• **EXERCISE OBJECTIVE**
Whatever the records contain, reproduce all of them exactly.

────────

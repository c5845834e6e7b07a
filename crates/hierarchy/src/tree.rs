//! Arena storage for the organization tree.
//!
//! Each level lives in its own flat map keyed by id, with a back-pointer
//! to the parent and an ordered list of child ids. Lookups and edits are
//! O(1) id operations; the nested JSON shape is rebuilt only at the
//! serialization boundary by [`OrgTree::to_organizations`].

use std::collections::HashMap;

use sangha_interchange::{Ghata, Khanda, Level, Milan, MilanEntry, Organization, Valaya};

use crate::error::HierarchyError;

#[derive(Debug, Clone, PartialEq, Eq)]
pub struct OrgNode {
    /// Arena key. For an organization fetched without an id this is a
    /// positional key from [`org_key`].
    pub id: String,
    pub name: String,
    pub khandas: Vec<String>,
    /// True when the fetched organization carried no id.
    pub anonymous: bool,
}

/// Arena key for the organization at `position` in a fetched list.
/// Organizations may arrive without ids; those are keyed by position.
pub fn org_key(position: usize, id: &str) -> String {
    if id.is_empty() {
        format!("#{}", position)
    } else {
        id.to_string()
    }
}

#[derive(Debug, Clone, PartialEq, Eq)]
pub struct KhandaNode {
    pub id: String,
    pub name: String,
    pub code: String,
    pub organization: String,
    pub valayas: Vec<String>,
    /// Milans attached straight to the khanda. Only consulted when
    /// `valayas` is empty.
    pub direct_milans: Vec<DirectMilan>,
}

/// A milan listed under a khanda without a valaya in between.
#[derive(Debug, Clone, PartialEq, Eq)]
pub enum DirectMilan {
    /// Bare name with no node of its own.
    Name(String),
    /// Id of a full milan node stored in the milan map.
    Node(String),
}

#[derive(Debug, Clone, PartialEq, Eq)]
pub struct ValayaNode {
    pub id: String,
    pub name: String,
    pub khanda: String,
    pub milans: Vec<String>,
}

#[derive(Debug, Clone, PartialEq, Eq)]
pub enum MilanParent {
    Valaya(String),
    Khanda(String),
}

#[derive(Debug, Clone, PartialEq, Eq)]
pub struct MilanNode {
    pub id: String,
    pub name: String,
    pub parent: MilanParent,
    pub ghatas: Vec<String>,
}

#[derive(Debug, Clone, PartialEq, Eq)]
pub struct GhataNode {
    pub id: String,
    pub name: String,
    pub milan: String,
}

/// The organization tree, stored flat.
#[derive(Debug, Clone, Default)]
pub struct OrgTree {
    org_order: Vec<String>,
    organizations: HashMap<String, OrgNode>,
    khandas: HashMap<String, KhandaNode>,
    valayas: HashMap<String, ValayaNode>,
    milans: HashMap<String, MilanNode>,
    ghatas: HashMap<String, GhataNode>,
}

────────

• **ANSWER TO THIS PROBLEM**
repository c5845834e6e7b07a
filename crates/hierarchy/src/tree.rs
//! Arena storage for the organization tree.
//!
//! Each level lives in its own flat map keyed by id, with a back-pointer
//! to the parent and an ordered list of child ids. Lookups and edits are
//! O(1) id operations; the nested JSON shape is rebuilt only at the
//! serialization boundary by [`OrgTree::to_organizations`].

use std::collections::HashMap;

use sangha_interchange::{Ghata, Khanda, Level, Milan, MilanEntry, Organization, Valaya};

use crate::error::HierarchyError;

#[derive(Debug, Clone, PartialEq, Eq)]
pub struct OrgNode {
    /// Arena key. For an organization fetched without an id this is a
    /// positional key from [`org_key`].
    pub id: String,
    pub name: String,
    pub khandas: Vec<String>,
    /// True when the fetched organization carried no id.
    pub anonymous: bool,
}

/// Arena key for the organization at `position` in a fetched list.
/// Organizations may arrive without ids; those are keyed by position.
pub fn org_key(position: usize, id: &str) -> String {
    if id.is_empty() {
        format!("#{}", position)
    } else {
        id.to_string()
    }
}

#[derive(Debug, Clone, PartialEq, Eq)]
pub struct KhandaNode {
    pub id: String,
    pub name: String,
    pub code: String,
    pub organization: String,
    pub valayas: Vec<String>,
    /// Milans attached straight to the khanda. Only consulted when
    /// `valayas` is empty.
    pub direct_milans: Vec<DirectMilan>,
}

/// A milan listed under a khanda without a valaya in between.
#[derive(Debug, Clone, PartialEq, Eq)]
pub enum DirectMilan {
    /// Bare name with no node of its own.
    Name(String),
    /// Id of a full milan node stored in the milan map.
    Node(String),
}

#[derive(Debug, Clone, PartialEq, Eq)]
pub struct ValayaNode {
    pub id: String,
    pub name: String,
    pub khanda: String,
    pub milans: Vec<String>,
}

#[derive(Debug, Clone, PartialEq, Eq)]
pub enum MilanParent {
    Valaya(String),
    Khanda(String),
}

#[derive(Debug, Clone, PartialEq, Eq)]
pub struct MilanNode {
    pub id: String,
    pub name: String,
    pub parent: MilanParent,
    pub ghatas: Vec<String>,
}

#[derive(Debug, Clone, PartialEq, Eq)]
pub struct GhataNode {
    pub id: String,
    pub name: String,
    pub milan: String,
}

/// The organization tree, stored flat.
#[derive(Debug, Clone, Default)]
pub struct OrgTree {
    org_order: Vec<String>,
    organizations: HashMap<String, OrgNode>,
    khandas: HashMap<String, KhandaNode>,
    valayas: HashMap<String, ValayaNode>,
    milans: HashMap<String, MilanNode>,
    ghatas: HashMap<String, GhataNode>,
}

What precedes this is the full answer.